-- Opening Marker --
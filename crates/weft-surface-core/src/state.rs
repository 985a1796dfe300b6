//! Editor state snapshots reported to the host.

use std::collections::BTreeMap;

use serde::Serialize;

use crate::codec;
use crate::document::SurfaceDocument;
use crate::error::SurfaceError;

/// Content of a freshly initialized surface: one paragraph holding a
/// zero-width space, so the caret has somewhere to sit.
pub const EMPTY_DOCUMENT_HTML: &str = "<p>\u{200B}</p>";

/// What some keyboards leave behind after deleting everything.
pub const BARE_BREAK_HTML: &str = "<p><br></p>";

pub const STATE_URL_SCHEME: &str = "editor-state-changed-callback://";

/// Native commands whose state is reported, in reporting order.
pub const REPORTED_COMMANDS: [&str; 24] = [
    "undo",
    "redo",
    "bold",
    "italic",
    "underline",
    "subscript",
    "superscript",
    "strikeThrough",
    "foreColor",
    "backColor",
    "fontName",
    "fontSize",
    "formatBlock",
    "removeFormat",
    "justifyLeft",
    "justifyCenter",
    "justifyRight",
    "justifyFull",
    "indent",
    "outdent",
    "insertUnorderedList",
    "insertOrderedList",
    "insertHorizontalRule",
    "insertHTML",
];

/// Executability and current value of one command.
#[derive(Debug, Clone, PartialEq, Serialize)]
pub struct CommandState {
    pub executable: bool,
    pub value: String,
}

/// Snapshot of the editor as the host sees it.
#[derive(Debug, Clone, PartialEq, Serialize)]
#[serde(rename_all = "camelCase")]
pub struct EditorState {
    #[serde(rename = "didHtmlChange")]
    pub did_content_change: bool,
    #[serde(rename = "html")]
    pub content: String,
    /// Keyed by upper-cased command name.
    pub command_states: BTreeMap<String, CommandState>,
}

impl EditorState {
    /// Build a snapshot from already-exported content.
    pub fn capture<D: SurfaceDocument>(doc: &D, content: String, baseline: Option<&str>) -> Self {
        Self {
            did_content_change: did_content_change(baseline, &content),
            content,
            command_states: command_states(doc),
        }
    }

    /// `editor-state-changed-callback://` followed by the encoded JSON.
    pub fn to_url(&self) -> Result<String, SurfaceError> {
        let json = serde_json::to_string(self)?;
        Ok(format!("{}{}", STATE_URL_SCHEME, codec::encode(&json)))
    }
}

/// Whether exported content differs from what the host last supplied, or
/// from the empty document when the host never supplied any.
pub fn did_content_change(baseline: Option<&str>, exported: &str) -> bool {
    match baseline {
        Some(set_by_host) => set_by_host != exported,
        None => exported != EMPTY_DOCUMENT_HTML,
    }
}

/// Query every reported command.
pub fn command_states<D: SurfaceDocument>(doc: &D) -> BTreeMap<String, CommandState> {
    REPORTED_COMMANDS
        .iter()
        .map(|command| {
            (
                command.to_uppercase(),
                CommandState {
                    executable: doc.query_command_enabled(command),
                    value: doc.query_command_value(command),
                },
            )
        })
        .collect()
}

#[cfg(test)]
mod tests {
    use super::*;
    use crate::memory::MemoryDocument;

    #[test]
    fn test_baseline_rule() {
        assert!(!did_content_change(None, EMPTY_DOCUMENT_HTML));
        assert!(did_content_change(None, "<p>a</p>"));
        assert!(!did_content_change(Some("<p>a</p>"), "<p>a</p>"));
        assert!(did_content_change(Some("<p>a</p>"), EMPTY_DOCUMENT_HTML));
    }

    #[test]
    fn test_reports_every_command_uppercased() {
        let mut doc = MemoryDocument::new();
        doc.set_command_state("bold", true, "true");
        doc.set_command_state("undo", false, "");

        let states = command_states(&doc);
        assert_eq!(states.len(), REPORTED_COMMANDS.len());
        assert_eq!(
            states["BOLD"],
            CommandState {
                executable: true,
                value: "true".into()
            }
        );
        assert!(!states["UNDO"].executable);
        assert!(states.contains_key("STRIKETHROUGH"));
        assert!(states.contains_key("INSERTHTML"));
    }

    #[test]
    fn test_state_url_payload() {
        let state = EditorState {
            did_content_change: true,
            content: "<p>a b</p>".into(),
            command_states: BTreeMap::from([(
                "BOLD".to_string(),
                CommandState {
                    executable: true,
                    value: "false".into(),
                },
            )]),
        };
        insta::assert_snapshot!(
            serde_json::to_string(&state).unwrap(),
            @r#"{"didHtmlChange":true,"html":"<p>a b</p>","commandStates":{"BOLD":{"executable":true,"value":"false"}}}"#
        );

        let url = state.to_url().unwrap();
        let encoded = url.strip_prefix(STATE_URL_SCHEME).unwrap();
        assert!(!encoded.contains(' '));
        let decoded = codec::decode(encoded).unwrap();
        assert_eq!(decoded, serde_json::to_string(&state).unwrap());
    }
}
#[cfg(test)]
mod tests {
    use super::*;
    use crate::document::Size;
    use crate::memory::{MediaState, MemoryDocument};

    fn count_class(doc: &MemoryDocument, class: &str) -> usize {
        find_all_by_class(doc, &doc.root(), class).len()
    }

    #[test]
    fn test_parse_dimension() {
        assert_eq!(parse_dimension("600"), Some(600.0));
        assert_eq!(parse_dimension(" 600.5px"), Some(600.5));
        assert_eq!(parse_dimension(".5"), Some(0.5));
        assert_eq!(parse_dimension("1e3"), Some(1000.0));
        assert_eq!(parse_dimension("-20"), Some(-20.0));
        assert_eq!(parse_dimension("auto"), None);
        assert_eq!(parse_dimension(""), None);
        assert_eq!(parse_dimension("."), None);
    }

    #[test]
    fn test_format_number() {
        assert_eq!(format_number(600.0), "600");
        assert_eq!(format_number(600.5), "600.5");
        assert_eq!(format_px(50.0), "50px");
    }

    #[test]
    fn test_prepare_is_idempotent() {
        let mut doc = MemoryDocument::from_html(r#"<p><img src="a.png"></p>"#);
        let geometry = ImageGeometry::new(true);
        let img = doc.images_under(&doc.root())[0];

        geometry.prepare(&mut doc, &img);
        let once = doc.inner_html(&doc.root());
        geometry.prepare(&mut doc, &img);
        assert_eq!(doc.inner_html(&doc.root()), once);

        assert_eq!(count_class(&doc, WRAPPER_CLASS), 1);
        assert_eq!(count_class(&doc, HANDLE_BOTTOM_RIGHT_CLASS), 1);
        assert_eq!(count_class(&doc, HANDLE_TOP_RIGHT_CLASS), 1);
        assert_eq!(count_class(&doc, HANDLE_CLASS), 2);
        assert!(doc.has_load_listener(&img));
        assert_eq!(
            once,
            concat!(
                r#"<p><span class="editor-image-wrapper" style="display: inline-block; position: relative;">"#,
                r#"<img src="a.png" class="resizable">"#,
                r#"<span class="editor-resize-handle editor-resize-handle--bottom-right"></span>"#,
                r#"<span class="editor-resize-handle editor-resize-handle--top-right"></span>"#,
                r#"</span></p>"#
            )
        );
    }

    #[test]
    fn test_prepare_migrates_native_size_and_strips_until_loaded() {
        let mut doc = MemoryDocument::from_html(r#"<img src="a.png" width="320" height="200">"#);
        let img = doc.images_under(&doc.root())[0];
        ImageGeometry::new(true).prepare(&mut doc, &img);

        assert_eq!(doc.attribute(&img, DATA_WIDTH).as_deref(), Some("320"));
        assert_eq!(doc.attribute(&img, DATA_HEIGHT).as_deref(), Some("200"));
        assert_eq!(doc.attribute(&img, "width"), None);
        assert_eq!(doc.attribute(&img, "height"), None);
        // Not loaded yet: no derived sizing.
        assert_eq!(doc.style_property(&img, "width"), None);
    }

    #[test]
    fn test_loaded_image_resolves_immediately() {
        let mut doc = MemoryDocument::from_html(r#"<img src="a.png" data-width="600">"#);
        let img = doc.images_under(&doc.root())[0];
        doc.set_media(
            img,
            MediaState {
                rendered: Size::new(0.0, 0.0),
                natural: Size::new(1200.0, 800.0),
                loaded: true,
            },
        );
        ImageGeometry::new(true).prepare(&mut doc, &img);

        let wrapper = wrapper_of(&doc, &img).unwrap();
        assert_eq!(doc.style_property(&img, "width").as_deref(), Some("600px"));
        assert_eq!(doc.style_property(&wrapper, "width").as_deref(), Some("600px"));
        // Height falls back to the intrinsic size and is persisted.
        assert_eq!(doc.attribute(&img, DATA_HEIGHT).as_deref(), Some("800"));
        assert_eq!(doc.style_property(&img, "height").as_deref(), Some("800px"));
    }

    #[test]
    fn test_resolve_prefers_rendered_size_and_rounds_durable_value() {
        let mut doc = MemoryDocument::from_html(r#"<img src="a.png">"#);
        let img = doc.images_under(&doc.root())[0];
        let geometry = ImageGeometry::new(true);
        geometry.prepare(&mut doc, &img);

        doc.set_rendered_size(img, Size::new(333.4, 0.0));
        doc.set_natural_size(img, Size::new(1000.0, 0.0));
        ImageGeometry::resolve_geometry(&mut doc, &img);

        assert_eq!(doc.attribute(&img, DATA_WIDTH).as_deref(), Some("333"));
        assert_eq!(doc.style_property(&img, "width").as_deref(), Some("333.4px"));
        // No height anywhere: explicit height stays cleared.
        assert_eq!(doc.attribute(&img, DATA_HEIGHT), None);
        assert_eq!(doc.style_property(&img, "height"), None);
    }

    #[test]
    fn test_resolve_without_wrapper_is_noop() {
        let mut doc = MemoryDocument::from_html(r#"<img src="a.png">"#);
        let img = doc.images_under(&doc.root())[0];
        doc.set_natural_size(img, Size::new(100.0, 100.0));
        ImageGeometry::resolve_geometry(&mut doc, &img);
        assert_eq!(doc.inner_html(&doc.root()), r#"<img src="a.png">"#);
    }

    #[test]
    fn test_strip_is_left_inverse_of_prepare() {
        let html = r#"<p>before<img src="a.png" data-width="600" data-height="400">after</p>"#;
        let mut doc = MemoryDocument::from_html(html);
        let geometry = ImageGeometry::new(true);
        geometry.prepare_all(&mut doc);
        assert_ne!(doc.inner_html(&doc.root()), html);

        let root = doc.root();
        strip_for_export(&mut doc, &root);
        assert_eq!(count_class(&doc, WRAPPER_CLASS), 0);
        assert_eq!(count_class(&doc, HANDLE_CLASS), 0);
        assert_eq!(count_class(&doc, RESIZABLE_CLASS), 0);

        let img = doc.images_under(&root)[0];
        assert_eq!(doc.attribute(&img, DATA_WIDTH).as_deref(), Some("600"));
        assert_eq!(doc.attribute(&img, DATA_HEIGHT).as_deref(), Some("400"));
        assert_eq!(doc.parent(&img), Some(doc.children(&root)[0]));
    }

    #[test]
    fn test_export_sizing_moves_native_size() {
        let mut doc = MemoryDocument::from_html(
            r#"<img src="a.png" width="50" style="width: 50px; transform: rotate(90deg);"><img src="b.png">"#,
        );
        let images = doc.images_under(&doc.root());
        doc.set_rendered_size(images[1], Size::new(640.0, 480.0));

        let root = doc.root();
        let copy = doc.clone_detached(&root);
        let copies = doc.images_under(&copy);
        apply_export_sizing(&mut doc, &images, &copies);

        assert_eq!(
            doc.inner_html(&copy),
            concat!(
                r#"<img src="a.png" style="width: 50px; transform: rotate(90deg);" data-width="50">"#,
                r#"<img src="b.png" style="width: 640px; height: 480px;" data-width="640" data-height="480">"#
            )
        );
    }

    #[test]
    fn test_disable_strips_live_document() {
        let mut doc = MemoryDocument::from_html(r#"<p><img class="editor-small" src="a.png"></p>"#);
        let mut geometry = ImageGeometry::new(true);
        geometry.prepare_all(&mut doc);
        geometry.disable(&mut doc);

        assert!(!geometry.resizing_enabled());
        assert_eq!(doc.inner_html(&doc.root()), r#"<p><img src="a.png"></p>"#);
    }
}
-- Closing Marker --
State the count of lines holding the string "didHtmlChange" in the listing above, and nothing else.

__ANSWER TO THE EXERCISE__: 2